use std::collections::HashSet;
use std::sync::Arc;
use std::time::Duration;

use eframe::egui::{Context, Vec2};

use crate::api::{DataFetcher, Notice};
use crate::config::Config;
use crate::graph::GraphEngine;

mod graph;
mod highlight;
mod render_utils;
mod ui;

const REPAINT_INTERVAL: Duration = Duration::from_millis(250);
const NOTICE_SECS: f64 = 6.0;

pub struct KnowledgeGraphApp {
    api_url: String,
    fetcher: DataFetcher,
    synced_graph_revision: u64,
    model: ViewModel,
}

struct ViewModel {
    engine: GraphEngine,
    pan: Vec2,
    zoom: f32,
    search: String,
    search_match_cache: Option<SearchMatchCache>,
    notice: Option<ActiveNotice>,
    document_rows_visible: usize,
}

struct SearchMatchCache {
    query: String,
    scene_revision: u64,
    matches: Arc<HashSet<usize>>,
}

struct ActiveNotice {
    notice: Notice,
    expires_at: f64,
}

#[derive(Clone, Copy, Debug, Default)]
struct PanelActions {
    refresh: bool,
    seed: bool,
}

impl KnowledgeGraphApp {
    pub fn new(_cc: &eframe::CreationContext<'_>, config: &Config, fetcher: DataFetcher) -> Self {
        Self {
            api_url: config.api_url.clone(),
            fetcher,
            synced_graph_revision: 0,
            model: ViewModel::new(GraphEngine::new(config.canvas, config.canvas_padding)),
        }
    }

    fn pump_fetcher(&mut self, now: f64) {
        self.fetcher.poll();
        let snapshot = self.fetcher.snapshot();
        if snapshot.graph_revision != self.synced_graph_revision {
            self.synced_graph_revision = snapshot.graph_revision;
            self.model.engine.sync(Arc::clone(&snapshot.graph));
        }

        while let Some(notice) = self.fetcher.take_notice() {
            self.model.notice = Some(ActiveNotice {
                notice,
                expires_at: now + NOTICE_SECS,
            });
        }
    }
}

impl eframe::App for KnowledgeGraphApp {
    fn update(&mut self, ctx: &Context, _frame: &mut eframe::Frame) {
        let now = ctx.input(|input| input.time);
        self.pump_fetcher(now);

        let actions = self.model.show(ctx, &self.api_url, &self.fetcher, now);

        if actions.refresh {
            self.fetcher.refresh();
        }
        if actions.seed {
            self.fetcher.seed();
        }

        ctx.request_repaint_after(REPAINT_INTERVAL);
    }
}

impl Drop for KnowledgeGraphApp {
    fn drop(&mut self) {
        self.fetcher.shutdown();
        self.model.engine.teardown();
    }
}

============

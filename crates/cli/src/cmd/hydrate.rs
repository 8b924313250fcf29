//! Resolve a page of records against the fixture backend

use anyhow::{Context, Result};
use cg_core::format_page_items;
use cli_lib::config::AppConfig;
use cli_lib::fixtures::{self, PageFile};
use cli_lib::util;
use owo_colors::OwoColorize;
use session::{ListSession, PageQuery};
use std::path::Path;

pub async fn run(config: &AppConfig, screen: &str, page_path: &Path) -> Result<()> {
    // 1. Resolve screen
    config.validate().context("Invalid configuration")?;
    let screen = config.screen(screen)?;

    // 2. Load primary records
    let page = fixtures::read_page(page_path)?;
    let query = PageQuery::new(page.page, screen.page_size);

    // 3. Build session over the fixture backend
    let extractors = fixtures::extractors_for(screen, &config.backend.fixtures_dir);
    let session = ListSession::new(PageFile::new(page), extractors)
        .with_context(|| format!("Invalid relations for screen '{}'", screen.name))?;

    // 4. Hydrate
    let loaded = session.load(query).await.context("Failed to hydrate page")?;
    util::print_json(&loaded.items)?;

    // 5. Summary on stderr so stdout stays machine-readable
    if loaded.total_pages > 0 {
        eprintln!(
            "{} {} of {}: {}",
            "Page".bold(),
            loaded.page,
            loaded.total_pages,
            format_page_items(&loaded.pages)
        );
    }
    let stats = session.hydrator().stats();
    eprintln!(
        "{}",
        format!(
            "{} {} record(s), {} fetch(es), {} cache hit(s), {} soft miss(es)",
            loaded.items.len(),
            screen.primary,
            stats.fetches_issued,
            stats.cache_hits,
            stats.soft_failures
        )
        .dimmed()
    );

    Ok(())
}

============

• _Task goal_
Scan the entries above for the line containing "use cli_lib::util;", and copy it and all lines after it exactly, down to and including the line containing "let query = PageQuery::new(page.page, screen.page_size);".

• _Output of the task_
use cli_lib::util;
use owo_colors::OwoColorize;
use session::{ListSession, PageQuery};
use std::path::Path;

pub async fn run(config: &AppConfig, screen: &str, page_path: &Path) -> Result<()> {
    // 1. Resolve screen
    config.validate().context("Invalid configuration")?;
    let screen = config.screen(screen)?;

    // 2. Load primary records
    let page = fixtures::read_page(page_path)?;
    let query = PageQuery::new(page.page, screen.page_size);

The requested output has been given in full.